* [WHAT THE TASK ASKS]: Please return every line from the entries that has the string "None" in it.

______

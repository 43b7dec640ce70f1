// quality-core/src/infrastructure/error.rs

use miette::Diagnostic;
use thiserror::Error;

#[derive(Error, Debug, Diagnostic)]
pub enum InfrastructureError {
    // --- FILESYSTEM (IO) ---
    #[error("File System Error: {0}")]
    #[diagnostic(
        code(quality::infra::io),
        help("Check file permissions or path validity.")
    )]
    Io(#[from] std::io::Error),

    // --- CONFIG / YAML ---
    #[error("YAML Parsing Error: {0}")]
    #[diagnostic(
        code(quality::infra::yaml),
        help("Check your YAML syntax (indentation, types).")
    )]
    YamlError(#[from] serde_yaml::Error),

    #[error("Configuration Error: {0}")]
    #[diagnostic(code(quality::infra::config))]
    ConfigError(String),

    #[error("Engine configuration not found at '{0}'")]
    #[diagnostic(code(quality::infra::config_missing))]
    ConfigNotFound(String),

    #[error("Rule catalog Error: {0}")]
    #[diagnostic(
        code(quality::infra::catalog),
        help("Each rule needs a unique id, an expression and a dimension.")
    )]
    CatalogError(String),

    #[error(transparent)]
    Other(#[from] anyhow::Error),
}
// quality-core/src/infrastructure/mod.rs

pub mod config;
pub mod error;
pub mod rule_store;
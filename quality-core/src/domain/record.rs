// quality-core/src/domain/record.rs

use chrono::NaiveDate;
use serde::{Deserialize, Serialize};

/// One exposure of an ingested batch. Every field is optional: the quality rules exist
/// precisely to report which ones are missing or wrong.
#[derive(Debug, Clone, Default, PartialEq, Serialize, Deserialize)]
#[serde(rename_all = "camelCase")]
pub struct ExposureRecord {
    pub exposure_id: Option<String>,
    pub counterparty_id: Option<String>,
    pub exposure_amount: Option<f64>,
    pub currency: Option<String>,
    pub country_code: Option<String>,
    pub sector: Option<String>,
    pub counterparty_type: Option<String>,
    pub product_type: Option<String>,
    pub counterparty_lei: Option<String>,
    pub internal_rating: Option<String>,
    pub risk_category: Option<String>,
    pub risk_weight: Option<f64>,
    pub reporting_date: Option<NaiveDate>,
    pub valuation_date: Option<NaiveDate>,
    pub maturity_date: Option<NaiveDate>,
    pub reference_number: Option<String>,
    pub collateral_value: Option<f64>,
}

impl ExposureRecord {
    pub fn new(exposure_id: impl Into<String>) -> Self {
        Self {
            exposure_id: Some(exposure_id.into()),
            ..Default::default()
        }
    }

    /// Corporate sectors are prefixed `CORPORATE`; banks are treated as corporates too.
    pub fn is_corporate_exposure(&self) -> bool {
        self.sector.as_deref().is_some_and(|s| {
            let s = s.trim().to_ascii_uppercase();
            s.starts_with("CORPORATE") || s == "BANKING"
        })
    }

    /// Everything except equity carries a maturity.
    pub fn is_term_exposure(&self) -> bool {
        !self
            .product_type
            .as_deref()
            .is_some_and(|p| p.trim().eq_ignore_ascii_case("EQUITY"))
    }

    pub fn has_required_fields(&self) -> bool {
        non_blank(&self.exposure_id)
            && self.exposure_amount.is_some()
            && non_blank(&self.currency)
            && non_blank(&self.country_code)
            && non_blank(&self.sector)
    }

    /// Identifier used for exemptions and audit events.
    pub fn entity_id(&self) -> Option<&str> {
        self.exposure_id.as_deref().filter(|id| !id.trim().is_empty())
    }
}

fn non_blank(value: &Option<String>) -> bool {
    value.as_deref().is_some_and(|v| !v.trim().is_empty())
}
// --- END-TO-END ---

#[tokio::test]
async fn test_default_catalog_end_to_end() -> anyhow::Result<()> {
    let engine = QualityEngine::new(
        Arc::new(YamlRuleStore::default_catalog()?),
        EngineConfig::default(),
    )?;

    let bad = ExposureRecord {
        exposure_amount: Some(-5.0),
        currency: Some("XXX".into()),
        reporting_date: Some(as_of() + Duration::days(3)),
        ..clean_exposure("EXP-2")
    };
    let batch = ExposureBatch::new("BATCH-1", vec![clean_exposure("EXP-1"), bad]);
    let result = engine.validate_as_of("BANK-1", batch, as_of()).await?;

    assert!(result.is_complete());
    let clean = result.record("EXP-1").unwrap();
    assert_eq!(clean.status, RecordStatus::Valid, "{:?}", clean.violations);
    assert!(clean.failures.is_empty());

    let bad = result.record("EXP-2").unwrap();
    assert_eq!(bad.status, RecordStatus::Invalid);
    let failed: Vec<&str> = bad.violations.iter().map(|v| v.rule_id.as_str()).collect();
    for expected in [
        "ACCURACY_POSITIVE_AMOUNT",
        "ACCURACY_VALID_CURRENCY",
        "TIMELINESS_NO_FUTURE_REPORTING_DATE",
    ] {
        assert!(failed.contains(&expected), "missing {expected} in {failed:?}");
    }

    assert_eq!(result.summary.valid_records, 1);
    assert_eq!(result.summary.invalid_records, 1);
    assert!(result.scores.overall_score < 100.0);
    Ok(())
}

#[tokio::test(flavor = "multi_thread", worker_threads = 4)]
async fn test_parallel_matches_sequential() -> anyhow::Result<()> {
    let records = mixed_records(1_500);

    let mut sequential = EngineConfig::default();
    sequential.validation.parallel_threshold = usize::MAX;
    let mut parallel = EngineConfig::default();
    parallel.validation.parallel_threshold = 10;
    parallel.validation.max_in_flight = 8;
    parallel.validation.chunk_size = 97;

    let seq = QualityEngine::new(CountingStore::new(amount_catalog()), sequential)?
        .validate_as_of("BANK", ExposureBatch::new("B", records.clone()), as_of())
        .await?;
    let par = QualityEngine::new(CountingStore::new(amount_catalog()), parallel)?
        .validate_as_of("BANK", ExposureBatch::new("B", records), as_of())
        .await?;

    assert_eq!(seq.records, par.records);
    assert_eq!(seq.summary, par.summary);
    assert_eq!(seq.scores, par.scores);
    assert_eq!(seq.summary.total_records, 1_500);
    Ok(())
}

// --- RULE SELECTION ---

#[tokio::test]
async fn test_rule_outside_window_is_ignored() -> anyhow::Result<()> {
    let mut catalog = amount_catalog();
    catalog.rules[0].effective_to = NaiveDate::from_ymd_opt(2020, 12, 31);
    let engine = QualityEngine::new(CountingStore::new(catalog), EngineConfig::default())?;

    let result = engine
        .validate_as_of(
            "BANK",
            ExposureBatch::new("B", vec![exposure("E1", -10.0, "EUR")]),
            as_of(),
        )
        .await?;

    let record = result.record("E1").unwrap();
    assert!(record.violations.is_empty());
    assert!(!record.evaluated_dimensions.contains(&QualityDimension::Accuracy));
    assert_eq!(record.status, RecordStatus::Valid);
    Ok(())
}

#[tokio::test]
async fn test_exemption_suppresses_violation() -> anyhow::Result<()> {
    let mut catalog = amount_catalog();
    catalog.exemptions.push(Exemption {
        rule_id: "POSITIVE_AMOUNT".into(),
        entity_id: "E2".into(),
        valid_from: NaiveDate::from_ymd_opt(2024, 1, 1),
        valid_to: NaiveDate::from_ymd_opt(2024, 12, 31),
        reason: Some("Netting agreement under review".into()),
    });
    let engine = QualityEngine::new(CountingStore::new(catalog), EngineConfig::default())?;

    let batch = ExposureBatch::new(
        "B",
        vec![exposure("E1", -1.0, "EUR"), exposure("E2", -1.0, "EUR")],
    );
    let result = engine.validate_as_of("BANK", batch, as_of()).await?;

    assert_eq!(result.record("E1").unwrap().status, RecordStatus::Invalid);
    let exempted = result.record("E2").unwrap();
    assert_eq!(exempted.status, RecordStatus::Valid);
    assert_eq!(exempted.exemptions.len(), 1);
    assert_eq!(result.summary.total_exemptions, 1);
    Ok(())
}

#[tokio::test]
async fn test_parameters_feed_expressions() -> anyhow::Result<()> {
    let mut catalog = amount_catalog();
    catalog.rules.push(BusinessRule::new(
        "CURRENCY_WHITELIST",
        "#currency.toUpperCase() in #allowed",
        QualityDimension::Validity,
        Severity::Medium,
    ));
    catalog.parameters.push(RuleParameter::new(
        "CURRENCY_WHITELIST",
        "allowed",
        "EUR, USD",
    ));
    let engine = QualityEngine::new(CountingStore::new(catalog), EngineConfig::default())?;

    let batch = ExposureBatch::new(
        "B",
        vec![exposure("E1", 1.0, "usd"), exposure("E2", 1.0, "CHF")],
    );
    let result = engine.validate_as_of("BANK", batch, as_of()).await?;

    assert!(result.record("E1").unwrap().passed());
    assert!(result.record("E2").unwrap().has_violation_in(QualityDimension::Validity));
    Ok(())
}

// --- FAILURE ISOLATION ---

#[tokio::test]
async fn test_malformed_rule_is_isolated() -> anyhow::Result<()> {
    let mut catalog = amount_catalog();
    catalog.rules.push(BusinessRule::new(
        "BROKEN",
        "#amount >",
        QualityDimension::Accuracy,
        Severity::Low,
    ));
    let engine = QualityEngine::new(CountingStore::new(catalog), EngineConfig::default())?;

    let batch = ExposureBatch::new(
        "B",
        vec![exposure("E1", 5.0, "EUR"), exposure("E2", -5.0, "EUR")],
    );
    let result = engine.validate_as_of("BANK", batch, as_of()).await?;

    assert_eq!(result.summary.total_failures, 2);
    assert!(result.failures().all(|f| f.rule_id == "BROKEN"));
    assert_eq!(result.record("E1").unwrap().status, RecordStatus::Valid);
    assert_eq!(result.record("E2").unwrap().status, RecordStatus::Invalid);
    Ok(())
}

#[tokio::test]
async fn test_rule_store_failure_is_fatal() -> anyhow::Result<()> {
    let store = CountingStore::new(amount_catalog());
    store.fail.store(true, Ordering::SeqCst);
    let engine = QualityEngine::new(store.clone(), EngineConfig::default())?;

    let err = engine
        .validate_as_of("BANK", ExposureBatch::new("B", mixed_records(3)), as_of())
        .await
        .unwrap_err();
    assert!(matches!(err, QualityError::RuleStoreLoad { ref batch_id, .. } if batch_id == "B"));

    // A failed load is not cached
    store.fail.store(false, Ordering::SeqCst);
    let result = engine
        .validate_as_of("BANK", ExposureBatch::new("B", mixed_records(3)), as_of())
        .await?;
    assert_eq!(result.summary.total_records, 3);
    assert_eq!(store.loads.load(Ordering::SeqCst), 2);
    Ok(())
}

#[tokio::test]
async fn test_failing_audit_sink_does_not_change_results() -> anyhow::Result<()> {
    let records = mixed_records(40);
    let plain = QualityEngine::new(CountingStore::new(amount_catalog()), EngineConfig::default())?;
    let audited = QualityEngine::with_audit(
        CountingStore::new(amount_catalog()),
        Arc::new(FailingSink),
        EngineConfig::default(),
    )?;

    let expected = plain
        .validate_as_of("BANK", ExposureBatch::new("B", records.clone()), as_of())
        .await?;
    let actual = audited
        .validate_as_of("BANK", ExposureBatch::new("B", records), as_of())
        .await?;
    assert_eq!(expected.records, actual.records);

    let stats = audited.shutdown().await.unwrap();
    assert_eq!(stats.failed, 80);
    assert_eq!(stats.delivered, 0);
    Ok(())
}
// quality-core/src/domain/expression/value.rs

use super::error::ExpressionError;
use chrono::NaiveDate;
use serde::Serialize;
use std::cmp::Ordering;
use std::fmt;

/// Runtime value of the rule language.
#[derive(Debug, Clone, PartialEq, Serialize)]
#[serde(untagged)]
pub enum Value {
    Null,
    Bool(bool),
    Number(f64),
    Text(String),
    Date(NaiveDate),
    List(Vec<Value>),
}

pub(crate) static NULL: Value = Value::Null;

impl Value {
    pub fn is_null(&self) -> bool {
        matches!(self, Value::Null)
    }

    pub fn type_name(&self) -> &'static str {
        match self {
            Value::Null => "null",
            Value::Bool(_) => "boolean",
            Value::Number(_) => "number",
            Value::Text(_) => "string",
            Value::Date(_) => "date",
            Value::List(_) => "list",
        }
    }

    /// Boolean coercion of a rule result.
    pub fn truthy(&self) -> bool {
        match self {
            Value::Null => false,
            Value::Bool(b) => *b,
            Value::Number(n) => *n != 0.0 && !n.is_nan(),
            Value::Text(s) => !s.is_empty(),
            Value::Date(_) => true,
            Value::List(items) => !items.is_empty(),
        }
    }

    /// Comma-separated whitelist, e.g. `"USD, EUR,GBP"`.
    pub fn parse_list(raw: &str) -> Value {
        Value::List(
            raw.split(',')
                .map(str::trim)
                .filter(|s| !s.is_empty())
                .map(|s| Value::Text(s.to_string()))
                .collect(),
        )
    }

    pub fn as_date(&self) -> Option<NaiveDate> {
        match self {
            Value::Date(d) => Some(*d),
            Value::Text(s) => parse_date(s),
            _ => None,
        }
    }

    pub fn as_number(&self) -> Option<f64> {
        match self {
            Value::Number(n) => Some(*n),
            Value::Text(s) => s.trim().parse().ok(),
            _ => None,
        }
    }

    /// Equality used by `==`, `!=`, `in` and `contains`.
    /// Dates compare equal to their ISO text form.
    pub fn loose_eq(&self, other: &Value) -> bool {
        match (self, other) {
            (Value::Null, Value::Null) => true,
            (Value::Null, _) | (_, Value::Null) => false,
            (Value::Bool(a), Value::Bool(b)) => a == b,
            (Value::Number(a), Value::Number(b)) => a == b,
            (Value::Text(a), Value::Text(b)) => a == b,
            (Value::Date(a), Value::Date(b)) => a == b,
            (Value::Date(d), Value::Text(t)) | (Value::Text(t), Value::Date(d)) => {
                parse_date(t).is_some_and(|parsed| parsed == *d)
            }
            (Value::List(a), Value::List(b)) => {
                a.len() == b.len() && a.iter().zip(b).all(|(x, y)| x.loose_eq(y))
            }
            _ => false,
        }
    }

    /// Ordering for `<`, `<=`, `>`, `>=`. `None` when either side is null.
    pub fn compare(&self, other: &Value) -> Result<Option<Ordering>, ExpressionError> {
        let ordering = match (self, other) {
            (Value::Null, _) | (_, Value::Null) => return Ok(None),
            (Value::Number(a), Value::Number(b)) => a.partial_cmp(b),
            (Value::Text(a), Value::Text(b)) => Some(a.cmp(b)),
            (Value::Date(a), Value::Date(b)) => Some(a.cmp(b)),
            (Value::Bool(a), Value::Bool(b)) => Some(a.cmp(b)),
            (Value::Number(_), Value::Text(_)) | (Value::Text(_), Value::Number(_)) => {
                match (self.as_number(), other.as_number()) {
                    (Some(a), Some(b)) => a.partial_cmp(&b),
                    _ => return Err(mismatch("compare", self, other)),
                }
            }
            (Value::Date(_), Value::Text(_)) | (Value::Text(_), Value::Date(_)) => {
                match (self.as_date(), other.as_date()) {
                    (Some(a), Some(b)) => Some(a.cmp(&b)),
                    _ => return Err(mismatch("compare", self, other)),
                }
            }
            _ => return Err(mismatch("compare", self, other)),
        };
        Ok(ordering)
    }
}

pub(crate) fn mismatch(operation: &str, left: &Value, right: &Value) -> ExpressionError {
    ExpressionError::Type(format!(
        "cannot {operation} {} with {}",
        left.type_name(),
        right.type_name()
    ))
}

pub(crate) fn parse_date(raw: &str) -> Option<NaiveDate> {
    let raw = raw.trim();
    // Timestamps keep only their date part
    let date_part = raw.get(..10).unwrap_or(raw);
    NaiveDate::parse_from_str(date_part, "%Y-%m-%d").ok()
}

impl fmt::Display for Value {
    fn fmt(&self, f: &mut fmt::Formatter<'_>) -> fmt::Result {
        match self {
            Value::Null => write!(f, "null"),
            Value::Bool(b) => write!(f, "{b}"),
            Value::Number(n) if n.fract() == 0.0 && n.abs() < 1e15 => write!(f, "{}", *n as i64),
            Value::Number(n) => write!(f, "{n}"),
            Value::Text(s) => write!(f, "{s}"),
            Value::Date(d) => write!(f, "{}", d.format("%Y-%m-%d")),
            Value::List(items) => {
                let rendered: Vec<String> = items.iter().map(ToString::to_string).collect();
                write!(f, "[{}]", rendered.join(", "))
            }
        }
    }
}

impl From<&str> for Value {
    fn from(v: &str) -> Self {
        Value::Text(v.to_string())
    }
}

impl From<String> for Value {
    fn from(v: String) -> Self {
        Value::Text(v)
    }
}

impl From<f64> for Value {
    fn from(v: f64) -> Self {
        Value::Number(v)
    }
}

impl From<i64> for Value {
    fn from(v: i64) -> Self {
        Value::Number(v as f64)
    }
}

impl From<bool> for Value {
    fn from(v: bool) -> Self {
        Value::Bool(v)
    }
}

impl From<NaiveDate> for Value {
    fn from(v: NaiveDate) -> Self {
        Value::Date(v)
    }
}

______

* [OUTPUT OF THE EXERCISE]:
            _ => None,
            _ => None,
    /// Ordering for `<`, `<=`, `>`, `>=`. `None` when either side is null.
            (Value::Null, _) | (_, Value::Null) => return Ok(None),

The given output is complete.